Jesy Nelson Reveals Heart-Wrenching Diagnosis for Twin Daughters: Rare Condition May Limit Mobility Forever
Former Little Mix star Jesy Nelson has delivered a devastating update on her twin daughters' health, revealing that they have been diagnosed with Spinal Muscular Atrophy (SMA) Type 1 - a rare genetic condition that could leave them wheelchair-bound.
The 34-year-old singer and mom of eight-month-old twins Ocean Jade and Story Monroe shared a emotional video on Instagram, explaining to her fans that the girls' doctors told them they would "probably never be able to walk" due to the condition. The news has left Nelson heartbroken, with the singer breaking down in tears as she described the prospect of her daughters being disabled.

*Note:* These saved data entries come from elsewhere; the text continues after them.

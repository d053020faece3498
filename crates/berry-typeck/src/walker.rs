//! The semantic walker.
//!
//! Definitions are walked one at a time: metadata is validated, the body is
//! walked with every expression receiving a type, and at each barrier the
//! pending literal placeholders are defaulted and read back into the AST.
//! The first fatal error ends the current definition; the driver moves on to
//! the next one with a fresh table and empty scopes.

use berry_common::diagnostic::{Diagnostic, Reporter};
use berry_common::source::{FileId, SourceFile};
use berry_common::span::Span;
use berry_common::ty::{Ty, UntypedId, UntypedKind};
use berry_parser::ast::{
    BinOp, Block, Def, Expr, ExprKind, FuncDef, GlobalVar, LocalVar, Stmt, UnaryOp,
};
use berry_parser::symbol::{SymbolId, SymbolTable};
use rustc_hash::FxHashMap;

use crate::compat::{must_cast, must_equal, must_int_type, must_number_type, must_subtype};
use crate::env::ScopeStack;
use crate::error::TypeError;
use crate::meta;
use crate::untyped::UntypedTable;

/// The current definition was abandoned. Its diagnostic is already recorded.
#[derive(Debug)]
pub(crate) struct Abort;

type WalkResult<T = ()> = Result<T, Abort>;

pub(crate) struct Walker<'m> {
    module: &'m str,
    files: &'m [SourceFile],
    symbols: &'m mut SymbolTable,
    scopes: ScopeStack<'m>,
    table: UntypedTable,
    /// Placeholders created since the last barrier, with their literal's span.
    pending: Vec<(UntypedId, Span)>,
    /// File of the definition being walked.
    file: FileId,
    reporter: &'m Reporter,
    errors: Vec<TypeError>,
}

impl<'m> Walker<'m> {
    pub(crate) fn new(
        module: &'m str,
        files: &'m [SourceFile],
        symbols: &'m mut SymbolTable,
        globals: &'m FxHashMap<String, SymbolId>,
        reporter: &'m Reporter,
    ) -> Self {
        Walker {
            module,
            files,
            symbols,
            scopes: ScopeStack::new(globals),
            table: UntypedTable::new(),
            pending: Vec::new(),
            file: FileId(0),
            reporter,
            errors: Vec::new(),
        }
    }

    pub(crate) fn into_errors(self) -> Vec<TypeError> {
        self.errors
    }

    // ── Definitions ────────────────────────────────────────────────────

    pub(crate) fn walk_def(&mut self, def: &mut Def) -> WalkResult {
        self.file = def.file();
        tracing::debug!(name = %self.symbols[def.symbol()].name, "walking definition");

        if let Err(err) = meta::validate(def) {
            return self.fail(err);
        }
        match def {
            Def::Func(func) => self.walk_func(func)?,
            Def::GlobalVar(global) => self.walk_global(global)?,
        }
        self.barrier(None)
    }

    /// Reset per-definition state. Runs after every definition, aborted or
    /// not.
    pub(crate) fn cleanup(&mut self) {
        tracing::trace!(open_frames = self.scopes.depth(), "cleanup");
        self.table.reset();
        self.pending.clear();
        self.scopes.clear();
    }

    fn walk_func(&mut self, func: &mut FuncDef) -> WalkResult {
        self.scopes.push();
        for &param in &func.params {
            self.declare_local(param)?;
        }
        if let Some(body) = &mut func.body {
            self.walk_block(body)?;
        }
        self.scopes.pop();
        Ok(())
    }

    fn walk_global(&mut self, global: &mut GlobalVar) -> WalkResult {
        let id = global.var.symbol;
        let Some(declared) = self.symbols[id].ty.clone() else {
            let span = self.symbols[id].span;
            return self.fail(TypeError::MissingTypeLabel { span });
        };
        if let Some(init) = &mut global.var.init {
            self.walk_expr(init)?;
            self.require_subtype(&declared, init)?;
            self.barrier(Some(init))?;
        }
        Ok(())
    }

    // ── Statements ─────────────────────────────────────────────────────

    fn walk_block(&mut self, block: &mut Block) -> WalkResult {
        self.scopes.push();
        for stmt in &mut block.stmts {
            self.walk_stmt(stmt)?;
        }
        self.scopes.pop();
        Ok(())
    }

    fn walk_stmt(&mut self, stmt: &mut Stmt) -> WalkResult {
        match stmt {
            Stmt::Let(var) => self.walk_local(var),
            Stmt::Expr(expr) => {
                self.walk_expr(expr)?;
                self.barrier(Some(expr))
            }
        }
    }

    /// The binding is declared only after its initializer is walked, so the
    /// initializer cannot see it.
    fn walk_local(&mut self, var: &mut LocalVar) -> WalkResult {
        let id = var.symbol;
        match (self.symbols[id].ty.clone(), var.init.as_mut()) {
            (Some(declared), Some(init)) => {
                self.walk_expr(init)?;
                self.require_subtype(&declared, init)?;
                self.barrier(Some(init))?;
            }
            (Some(_), None) => {}
            (None, Some(init)) => {
                self.walk_expr(init)?;
                self.barrier(Some(&mut *init))?;
                match init.ty.clone() {
                    Some(ty) => {
                        tracing::trace!(name = %self.symbols[id].name, %ty, "inferred");
                        self.symbols[id].ty = Some(ty);
                    }
                    None => {
                        let what = self.symbols[id].name.clone();
                        return self.fail(TypeError::CannotInfer {
                            what,
                            span: init.span,
                        });
                    }
                }
            }
            (None, None) => {
                let symbol = &self.symbols[id];
                let err = TypeError::CannotInfer {
                    what: symbol.name.clone(),
                    span: symbol.span,
                };
                return self.fail(err);
            }
        }
        self.declare_local(id)
    }

    fn declare_local(&mut self, id: SymbolId) -> WalkResult {
        let symbol = &self.symbols[id];
        let (name, span) = (symbol.name.clone(), symbol.span);
        if self.scopes.declare(&name, id).is_err() {
            return self.fail(TypeError::DuplicateSymbol { name, span });
        }
        Ok(())
    }

    // ── Barrier ────────────────────────────────────────────────────────

    /// Default every open placeholder, reject any that is still open, write
    /// the resolved types back into `expr`, and start a fresh table.
    fn barrier(&mut self, expr: Option<&mut Expr>) -> WalkResult {
        self.table.default_all();
        for (id, span) in std::mem::take(&mut self.pending) {
            if self.table.resolve(id).is_none() {
                let what = self.table.describe(&Ty::Untyped(id));
                return self.fail(TypeError::CannotInfer { what, span });
            }
        }
        if let Some(expr) = expr {
            self.zonk_expr(expr);
        }
        tracing::trace!(placeholders = self.table.len(), "barrier");
        self.table.reset();
        Ok(())
    }

    fn zonk_expr(&mut self, expr: &mut Expr) {
        if let Some(ty) = expr.ty.take() {
            expr.ty = Some(self.table.zonk(&ty));
        }
        match &mut expr.kind {
            ExprKind::Binary { lhs, rhs, .. } => {
                self.zonk_expr(lhs);
                self.zonk_expr(rhs);
            }
            ExprKind::Unary { operand: inner, .. }
            | ExprKind::AddrOf(inner)
            | ExprKind::Deref(inner)
            | ExprKind::Cast { expr: inner, .. } => self.zonk_expr(inner),
            ExprKind::Call { callee, args } => {
                self.zonk_expr(callee);
                for arg in args {
                    self.zonk_expr(arg);
                }
            }
            ExprKind::Ident { .. }
            | ExprKind::IntLit(_)
            | ExprKind::FloatLit(_)
            | ExprKind::BoolLit(_)
            | ExprKind::RuneLit(_)
            | ExprKind::NullLit => {}
        }
    }

    // ── Expressions ────────────────────────────────────────────────────

    fn walk_expr(&mut self, expr: &mut Expr) -> WalkResult {
        let span = expr.span;
        let ty = match &mut expr.kind {
            ExprKind::Binary { op, lhs, rhs } => {
                self.walk_expr(lhs)?;
                self.walk_expr(rhs)?;
                self.check_binary(*op, lhs, rhs, span)?
            }
            ExprKind::Unary { op, operand } => {
                self.walk_expr(operand)?;
                self.check_unary(*op, operand)?
            }
            ExprKind::AddrOf(inner) => {
                self.walk_expr(inner)?;
                inner.ty.clone().map(|ty| Ty::pointer(ty, false))
            }
            ExprKind::Deref(ptr) => {
                self.walk_expr(ptr)?;
                Some(self.check_deref(ptr)?)
            }
            ExprKind::Call { callee, args } => {
                self.walk_expr(callee)?;
                for arg in args.iter_mut() {
                    self.walk_expr(arg)?;
                }
                self.check_call(callee, args, span)?
            }
            ExprKind::Cast { expr: src, dest } => {
                self.walk_expr(src)?;
                self.check_cast(src, dest)?;
                Some(dest.clone())
            }
            ExprKind::Ident { name, symbol } => {
                let Some(id) = self.scopes.lookup(name) else {
                    let name = name.clone();
                    return self.fail(TypeError::UndefinedSymbol { name, span });
                };
                *symbol = Some(id);
                self.symbols[id].ty.clone()
            }
            ExprKind::IntLit(_) => Some(self.literal(expr.ty.take(), UntypedKind::Number, span)),
            ExprKind::FloatLit(_) => Some(self.literal(expr.ty.take(), UntypedKind::Float, span)),
            ExprKind::NullLit => Some(self.literal(expr.ty.take(), UntypedKind::Null, span)),
            ExprKind::RuneLit(_) => Some(expr.ty.take().unwrap_or_else(Ty::i32)),
            ExprKind::BoolLit(_) => Some(expr.ty.take().unwrap_or(Ty::Bool)),
        };
        expr.ty = ty;
        Ok(())
    }

    /// Type of a literal: its preassigned type, or a fresh placeholder.
    fn literal(&mut self, preassigned: Option<Ty>, kind: UntypedKind, span: Span) -> Ty {
        preassigned.unwrap_or_else(|| {
            let id = self.table.new_untyped(kind);
            self.pending.push((id, span));
            Ty::Untyped(id)
        })
    }

    /// Operands must agree, then support the operator. Either failure is
    /// reported and the expression takes the left operand's type.
    fn check_binary(
        &mut self,
        op: BinOp,
        lhs: &Expr,
        rhs: &Expr,
        span: Span,
    ) -> WalkResult<Option<Ty>> {
        let (Some(l), Some(r)) = (&lhs.ty, &rhs.ty) else {
            return Ok(lhs.ty.clone());
        };

        if !must_equal(&mut self.table, l, r) {
            let expected = self.table.describe(l);
            let found = self.table.describe(r);
            self.report(TypeError::Mismatch {
                expected,
                found,
                span,
            })?;
            return Ok(Some(l.clone()));
        }

        let supported = if op.is_arithmetic() {
            must_number_type(&mut self.table, l)
        } else {
            must_int_type(&mut self.table, l)
        };
        if !supported {
            let lhs = self.table.describe(l);
            let rhs = self.table.describe(r);
            self.report(TypeError::BinaryOperator { op, lhs, rhs, span })?;
        }
        Ok(Some(l.clone()))
    }

    /// Reported at the operand, which is what fails to support `op`.
    fn check_unary(&mut self, op: UnaryOp, operand: &Expr) -> WalkResult<Option<Ty>> {
        let Some(ty) = &operand.ty else {
            return Ok(None);
        };
        let supported = match op {
            UnaryOp::Neg => must_number_type(&mut self.table, ty),
        };
        if !supported {
            let describe = self.table.describe(ty);
            self.report(TypeError::UnaryOperator {
                op,
                operand: describe,
                span: operand.span,
            })?;
        }
        Ok(Some(ty.clone()))
    }

    fn check_deref(&mut self, ptr: &Expr) -> WalkResult<Ty> {
        let resolved = ptr.ty.as_ref().map(|ty| self.table.inner(ty));
        match resolved {
            Some(Ty::Pointer { elem, .. }) => Ok(*elem),
            _ => self.fail(TypeError::NotAPointer { span: ptr.span }),
        }
    }

    /// A callee that is not a function gives the call no type.
    fn check_call(
        &mut self,
        callee: &Expr,
        args: &[Expr],
        span: Span,
    ) -> WalkResult<Option<Ty>> {
        let resolved = callee.ty.as_ref().map(|ty| self.table.inner(ty));
        let Some(Ty::Func { params, ret }) = resolved else {
            tracing::debug!(?span, "call through a non-function");
            return Ok(None);
        };
        if params.len() != args.len() {
            return self.fail(TypeError::ArityMismatch {
                expected: params.len(),
                found: args.len(),
                span,
            });
        }
        for (param, arg) in params.iter().zip(args) {
            self.require_subtype(param, arg)?;
        }
        Ok(Some(*ret))
    }

    fn check_cast(&mut self, src: &Expr, dest: &Ty) -> WalkResult {
        let Some(src_ty) = &src.ty else {
            return Ok(());
        };
        if !must_cast(&mut self.table, dest, src_ty) {
            let from = self.table.describe(src_ty);
            return self.fail(TypeError::InvalidCast {
                from,
                to: dest.to_string(),
                span: src.span,
            });
        }
        Ok(())
    }

    /// `expr` must be usable where `expected` is required. Untyped
    /// expressions are let through; their problem was reported already.
    fn require_subtype(&mut self, expected: &Ty, expr: &Expr) -> WalkResult {
        let Some(found) = &expr.ty else {
            return Ok(());
        };
        if !must_subtype(&mut self.table, expected, found) {
            let from = self.table.describe(found);
            let to = self.table.describe(expected);
            return self.fail(TypeError::NotConvertible {
                from,
                to,
                span: expr.span,
            });
        }
        Ok(())
    }

    // ── Errors ─────────────────────────────────────────────────────────

    /// Record `err`; abort the definition if it is fatal.
    fn report(&mut self, err: TypeError) -> WalkResult {
        let fatal = err.is_fatal();
        let file = &self.files[self.file.0 as usize];
        self.reporter.report(Diagnostic::new(
            err.category(),
            err.to_string(),
            self.module,
            file,
            err.span(),
        ));
        self.errors.push(err);
        if fatal {
            tracing::debug!("aborting definition");
            return Err(Abort);
        }
        Ok(())
    }

    fn fail<T>(&mut self, err: TypeError) -> WalkResult<T> {
        self.report(err)?;
        Err(Abort)
    }
}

The rare genetic disorder causes certain muscles to weaken and waste away, with SMA Type 1 accounting for about 60% of cases. While there is no cure, treatments and therapies can help manage symptoms. However, Nelson's words suggest that even these measures may not be enough to prevent long-term mobility issues.
As a single mom, Nelson has already taken on an enormous burden in caring for her twins, who were born prematurely at 31 weeks after complications during pregnancy. The singer revealed that she has had to become like a nurse for the girls, putting them on breathing machines and handling numerous responsibilities that no other mother should have to endure.
In an effort to raise awareness about SMA and its symptoms, Nelson is urging parents to seek medical attention if they suspect their child may be affected. She emphasized the importance of early intervention, saying "time is of the essence" and that prompt treatment could significantly improve her daughters' quality of life.
Nelson's heartfelt video has sparked an outpouring of support from fans, including fellow singer JoJo Siwa, who commented with a message of love and prayers.
Former Little Mix star Jesy Nelson has delivered a devastating update on her twin daughters' health, revealing that they have been diagnosed with Spinal Muscular Atrophy (SMA) Type 1 - a rare genetic condition that could leave them wheelchair-bound.
The 34-year-old singer and mom of eight-month-old twins Ocean Jade and Story Monroe shared a emotional video on Instagram, explaining to her fans that the girls' doctors told them they would "probably never be able to walk" due to the condition. The news has left Nelson heartbroken, with the singer breaking down in tears as she described the prospect of her daughters being disabled.
The rare genetic disorder causes certain muscles to weaken and waste away, with SMA Type 1 accounting for about 60% of cases. While there is no cure, treatments and therapies can help manage symptoms. However, Nelson's words suggest that even these measures may not be enough to prevent long-term mobility issues.
As a single mom, Nelson has already taken on an enormous burden in caring for her twins, who were born prematurely at 31 weeks after complications during pregnancy. The singer revealed that she has had to become like a nurse for the girls, putting them on breathing machines and handling numerous responsibilities that no other mother should have to endure.
In an effort to raise awareness about SMA and its symptoms, Nelson is urging parents to seek medical attention if they suspect their child may be affected. She emphasized the importance of early intervention, saying "time is of the essence" and that prompt treatment could significantly improve her daughters' quality of life.
Nelson's heartfelt video has sparked an outpouring of support from fans, including fellow singer JoJo Siwa, who commented with a message of love and prayers.
jesy nelson is such a strong single mom already caring for her babies on top of everything else. i'm sending all my love and positive vibes to ocean jade and story monroe 
i hope they get the best care possible and that time really does bring improvements for them 
Oh my goodness, this is so sad 
And now they've been diagnosed with SMA Type 1? 
That's just heartbreaking 
The fact that she has to care for them on her own already is overwhelming 
and now this diagnosis? 
It's like the universe is piling more challenges on top of each other 
But at least she's raising awareness about SMA 
and encouraging parents to seek medical attention if they suspect their child might be affected 
Early intervention can make all the difference, so let's hope for the best 
Sending all my love and positive vibes 
I'm so sad to hear about Jesy Nelson's diagnosis. SMA Type 1 is such a heartbreaking condition - it's amazing that she's being open and honest about it, though 
. Let's all send our love and positive vibes to Jesy and her girls 
, I'm literally shook by this news 
β
. It's so sad that she has to be their primary caregiver right now 
. As a single mom herself, she knows firsthand how hard it can be to balance parenting with other responsibilities 
.
It's heartbreaking to think about what they'll face in the future 
. The thing that gets me is how much she's already putting herself through as a single mom, taking care of those tiny humans 24/7 
! Nelson's being a total rockstar for using her platform to spread the word & support other families affected by this condition 
.
...i hope ocean jade & story monroe get the best treatment possible 
Let's all raise our voices and spread love and positivity around the world 
. I mean, I get why she's so emotional, it's just devastating to hear that her babies might have to deal with this for their whole lives 
that would be amazing right now.
.
I feel like she's already carrying the whole world on her shoulders as a single mom of two tiny humans, and now this?!